[Stored data entries]
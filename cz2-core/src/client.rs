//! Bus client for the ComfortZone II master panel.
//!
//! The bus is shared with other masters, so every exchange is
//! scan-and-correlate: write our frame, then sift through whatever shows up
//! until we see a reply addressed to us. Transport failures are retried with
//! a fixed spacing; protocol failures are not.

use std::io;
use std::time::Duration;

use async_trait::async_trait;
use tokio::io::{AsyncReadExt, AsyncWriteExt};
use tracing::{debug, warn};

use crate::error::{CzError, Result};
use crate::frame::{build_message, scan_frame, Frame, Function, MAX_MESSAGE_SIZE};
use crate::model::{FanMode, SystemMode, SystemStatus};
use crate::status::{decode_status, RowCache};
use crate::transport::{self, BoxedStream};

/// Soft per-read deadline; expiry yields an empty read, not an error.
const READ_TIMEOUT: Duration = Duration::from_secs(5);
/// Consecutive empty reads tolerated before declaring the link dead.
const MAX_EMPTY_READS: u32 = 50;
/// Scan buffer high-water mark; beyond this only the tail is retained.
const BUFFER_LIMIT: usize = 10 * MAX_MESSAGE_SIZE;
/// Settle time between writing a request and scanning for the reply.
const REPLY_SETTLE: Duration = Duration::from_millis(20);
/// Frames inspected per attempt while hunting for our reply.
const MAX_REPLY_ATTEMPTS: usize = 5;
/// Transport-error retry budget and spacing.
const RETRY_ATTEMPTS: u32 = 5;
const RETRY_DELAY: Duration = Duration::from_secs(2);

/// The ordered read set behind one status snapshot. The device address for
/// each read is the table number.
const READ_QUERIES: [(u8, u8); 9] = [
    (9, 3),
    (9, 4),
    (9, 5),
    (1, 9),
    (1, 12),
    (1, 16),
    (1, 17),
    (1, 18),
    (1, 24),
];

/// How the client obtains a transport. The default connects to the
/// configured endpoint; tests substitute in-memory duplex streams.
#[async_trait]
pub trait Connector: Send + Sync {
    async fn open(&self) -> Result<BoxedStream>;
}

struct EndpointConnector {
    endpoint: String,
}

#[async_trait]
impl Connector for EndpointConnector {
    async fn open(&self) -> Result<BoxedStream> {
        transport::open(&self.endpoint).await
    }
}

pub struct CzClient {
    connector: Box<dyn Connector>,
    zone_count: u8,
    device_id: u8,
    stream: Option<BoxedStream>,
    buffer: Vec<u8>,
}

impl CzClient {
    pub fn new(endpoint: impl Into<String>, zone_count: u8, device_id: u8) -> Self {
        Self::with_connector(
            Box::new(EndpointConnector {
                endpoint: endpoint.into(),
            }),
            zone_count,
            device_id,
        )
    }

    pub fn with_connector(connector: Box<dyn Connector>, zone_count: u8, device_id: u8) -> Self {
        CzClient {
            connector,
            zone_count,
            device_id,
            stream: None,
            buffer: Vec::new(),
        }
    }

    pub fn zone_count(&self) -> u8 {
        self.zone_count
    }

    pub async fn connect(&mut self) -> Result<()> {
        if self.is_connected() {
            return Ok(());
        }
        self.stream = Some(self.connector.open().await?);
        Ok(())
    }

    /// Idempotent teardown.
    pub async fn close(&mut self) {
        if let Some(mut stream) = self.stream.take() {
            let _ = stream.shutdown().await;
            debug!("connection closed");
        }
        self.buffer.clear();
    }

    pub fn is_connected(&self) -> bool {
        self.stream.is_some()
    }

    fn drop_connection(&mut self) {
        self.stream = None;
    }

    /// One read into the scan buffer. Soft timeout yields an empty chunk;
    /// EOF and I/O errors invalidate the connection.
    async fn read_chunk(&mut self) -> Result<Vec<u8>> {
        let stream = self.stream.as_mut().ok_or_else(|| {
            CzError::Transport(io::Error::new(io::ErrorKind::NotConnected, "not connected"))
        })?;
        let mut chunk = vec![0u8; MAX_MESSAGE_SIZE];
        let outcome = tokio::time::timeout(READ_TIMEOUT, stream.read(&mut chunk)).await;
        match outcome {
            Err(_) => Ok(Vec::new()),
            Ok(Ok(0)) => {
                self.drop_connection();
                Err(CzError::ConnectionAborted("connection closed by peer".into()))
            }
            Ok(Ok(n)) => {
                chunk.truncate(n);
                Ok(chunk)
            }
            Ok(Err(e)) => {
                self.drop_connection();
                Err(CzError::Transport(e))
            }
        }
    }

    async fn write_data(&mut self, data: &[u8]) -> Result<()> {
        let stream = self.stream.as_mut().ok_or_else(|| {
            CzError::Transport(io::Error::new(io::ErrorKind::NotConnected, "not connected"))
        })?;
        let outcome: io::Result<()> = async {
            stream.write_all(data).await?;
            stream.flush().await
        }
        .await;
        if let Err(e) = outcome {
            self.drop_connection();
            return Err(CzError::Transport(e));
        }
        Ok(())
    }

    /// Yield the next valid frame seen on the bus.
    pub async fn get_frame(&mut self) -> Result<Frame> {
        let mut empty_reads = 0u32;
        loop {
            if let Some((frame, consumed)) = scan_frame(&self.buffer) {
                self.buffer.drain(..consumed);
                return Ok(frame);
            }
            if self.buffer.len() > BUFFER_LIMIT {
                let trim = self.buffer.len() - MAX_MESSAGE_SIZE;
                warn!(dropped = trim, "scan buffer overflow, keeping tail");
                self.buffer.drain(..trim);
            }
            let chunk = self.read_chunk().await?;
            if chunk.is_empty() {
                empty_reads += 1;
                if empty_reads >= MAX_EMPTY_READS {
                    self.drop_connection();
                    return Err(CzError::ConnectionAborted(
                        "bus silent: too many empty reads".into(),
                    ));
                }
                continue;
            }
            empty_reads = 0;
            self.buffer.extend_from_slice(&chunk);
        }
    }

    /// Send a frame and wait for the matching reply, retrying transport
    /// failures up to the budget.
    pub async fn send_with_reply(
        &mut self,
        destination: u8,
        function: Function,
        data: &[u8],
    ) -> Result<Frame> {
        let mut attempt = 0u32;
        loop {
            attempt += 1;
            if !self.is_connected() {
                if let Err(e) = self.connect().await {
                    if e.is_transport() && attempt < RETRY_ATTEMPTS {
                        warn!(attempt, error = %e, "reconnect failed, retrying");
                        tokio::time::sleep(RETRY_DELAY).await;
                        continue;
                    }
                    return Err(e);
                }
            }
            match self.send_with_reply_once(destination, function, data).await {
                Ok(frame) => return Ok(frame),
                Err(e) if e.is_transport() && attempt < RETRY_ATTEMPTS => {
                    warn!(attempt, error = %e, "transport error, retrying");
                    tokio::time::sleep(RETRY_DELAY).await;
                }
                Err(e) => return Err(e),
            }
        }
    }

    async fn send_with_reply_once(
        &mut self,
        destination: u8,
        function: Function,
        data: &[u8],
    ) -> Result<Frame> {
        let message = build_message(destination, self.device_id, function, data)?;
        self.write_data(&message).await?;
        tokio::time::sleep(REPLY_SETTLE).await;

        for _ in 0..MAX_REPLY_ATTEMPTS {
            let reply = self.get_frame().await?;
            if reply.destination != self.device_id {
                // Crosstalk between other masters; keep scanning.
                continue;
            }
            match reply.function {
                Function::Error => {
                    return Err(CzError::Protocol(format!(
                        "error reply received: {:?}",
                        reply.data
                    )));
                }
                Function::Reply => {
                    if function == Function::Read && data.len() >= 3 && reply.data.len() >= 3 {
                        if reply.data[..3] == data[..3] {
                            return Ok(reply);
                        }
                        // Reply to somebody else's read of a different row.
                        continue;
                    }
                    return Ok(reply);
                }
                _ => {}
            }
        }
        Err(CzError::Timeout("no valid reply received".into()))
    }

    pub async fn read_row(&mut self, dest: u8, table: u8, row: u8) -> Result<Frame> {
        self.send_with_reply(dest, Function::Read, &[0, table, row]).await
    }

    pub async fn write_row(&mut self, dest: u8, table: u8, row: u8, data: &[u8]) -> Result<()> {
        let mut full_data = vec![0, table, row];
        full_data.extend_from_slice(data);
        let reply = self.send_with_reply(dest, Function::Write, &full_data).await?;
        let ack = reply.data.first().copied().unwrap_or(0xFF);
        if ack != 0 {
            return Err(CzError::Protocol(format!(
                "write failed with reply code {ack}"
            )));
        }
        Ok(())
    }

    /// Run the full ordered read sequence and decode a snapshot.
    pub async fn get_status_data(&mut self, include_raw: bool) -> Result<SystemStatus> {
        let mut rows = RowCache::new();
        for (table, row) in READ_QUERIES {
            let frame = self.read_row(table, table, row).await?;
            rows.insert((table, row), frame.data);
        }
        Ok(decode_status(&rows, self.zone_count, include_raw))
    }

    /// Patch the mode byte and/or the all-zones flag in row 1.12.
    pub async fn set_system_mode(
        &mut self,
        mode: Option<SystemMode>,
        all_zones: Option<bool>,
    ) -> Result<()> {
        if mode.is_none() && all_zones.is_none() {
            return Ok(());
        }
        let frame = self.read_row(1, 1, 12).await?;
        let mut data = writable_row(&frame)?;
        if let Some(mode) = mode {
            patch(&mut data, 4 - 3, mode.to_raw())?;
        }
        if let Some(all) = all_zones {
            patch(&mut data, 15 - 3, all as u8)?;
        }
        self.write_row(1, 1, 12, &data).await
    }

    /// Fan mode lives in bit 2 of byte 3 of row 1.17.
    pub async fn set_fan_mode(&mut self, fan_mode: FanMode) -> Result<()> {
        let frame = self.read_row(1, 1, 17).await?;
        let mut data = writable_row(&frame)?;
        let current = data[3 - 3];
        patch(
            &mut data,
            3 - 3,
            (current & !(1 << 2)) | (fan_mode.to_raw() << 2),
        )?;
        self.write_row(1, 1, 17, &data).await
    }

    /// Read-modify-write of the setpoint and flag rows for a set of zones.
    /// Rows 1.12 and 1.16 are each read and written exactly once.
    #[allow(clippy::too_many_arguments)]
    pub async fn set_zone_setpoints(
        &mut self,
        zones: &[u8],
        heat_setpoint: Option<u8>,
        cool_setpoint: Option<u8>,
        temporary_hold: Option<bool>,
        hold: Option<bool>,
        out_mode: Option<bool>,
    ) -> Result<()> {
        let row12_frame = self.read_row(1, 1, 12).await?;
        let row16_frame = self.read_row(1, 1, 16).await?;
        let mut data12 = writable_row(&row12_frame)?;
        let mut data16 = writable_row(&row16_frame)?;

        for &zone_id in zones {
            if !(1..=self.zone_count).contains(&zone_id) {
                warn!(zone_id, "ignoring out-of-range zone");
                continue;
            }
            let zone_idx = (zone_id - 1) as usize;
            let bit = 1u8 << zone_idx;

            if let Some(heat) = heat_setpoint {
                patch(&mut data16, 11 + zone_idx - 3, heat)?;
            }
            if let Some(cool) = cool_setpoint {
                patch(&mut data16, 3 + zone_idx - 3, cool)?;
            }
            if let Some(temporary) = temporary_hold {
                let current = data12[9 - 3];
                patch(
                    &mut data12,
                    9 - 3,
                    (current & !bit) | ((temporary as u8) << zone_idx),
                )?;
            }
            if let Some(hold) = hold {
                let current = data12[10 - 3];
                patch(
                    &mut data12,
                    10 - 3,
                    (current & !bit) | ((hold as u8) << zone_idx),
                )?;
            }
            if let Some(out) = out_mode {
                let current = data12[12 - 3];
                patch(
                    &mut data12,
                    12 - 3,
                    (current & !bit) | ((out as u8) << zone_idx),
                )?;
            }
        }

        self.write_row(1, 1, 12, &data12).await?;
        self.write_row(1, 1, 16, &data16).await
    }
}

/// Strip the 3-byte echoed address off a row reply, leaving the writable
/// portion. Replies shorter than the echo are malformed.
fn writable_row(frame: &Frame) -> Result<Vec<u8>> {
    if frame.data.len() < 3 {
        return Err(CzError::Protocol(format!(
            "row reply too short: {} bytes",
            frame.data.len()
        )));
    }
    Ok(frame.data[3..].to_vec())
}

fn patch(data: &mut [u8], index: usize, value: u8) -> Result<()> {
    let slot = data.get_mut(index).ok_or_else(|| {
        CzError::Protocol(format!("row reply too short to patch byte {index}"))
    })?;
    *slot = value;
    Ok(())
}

Exercise >> After locating the line that contains "const BUFFER_LIMIT: usize", please copy exactly every line from the start of the records through it, and nothing else.

Answer for this exercise >>
filename cz2-core/src/client.rs
//! Bus client for the ComfortZone II master panel.
//!
//! The bus is shared with other masters, so every exchange is
//! scan-and-correlate: write our frame, then sift through whatever shows up
//! until we see a reply addressed to us. Transport failures are retried with
//! a fixed spacing; protocol failures are not.

use std::io;
use std::time::Duration;

use async_trait::async_trait;
use tokio::io::{AsyncReadExt, AsyncWriteExt};
use tracing::{debug, warn};

use crate::error::{CzError, Result};
use crate::frame::{build_message, scan_frame, Frame, Function, MAX_MESSAGE_SIZE};
use crate::model::{FanMode, SystemMode, SystemStatus};
use crate::status::{decode_status, RowCache};
use crate::transport::{self, BoxedStream};

/// Soft per-read deadline; expiry yields an empty read, not an error.
const READ_TIMEOUT: Duration = Duration::from_secs(5);
/// Consecutive empty reads tolerated before declaring the link dead.
const MAX_EMPTY_READS: u32 = 50;
/// Scan buffer high-water mark; beyond this only the tail is retained.
const BUFFER_LIMIT: usize = 10 * MAX_MESSAGE_SIZE;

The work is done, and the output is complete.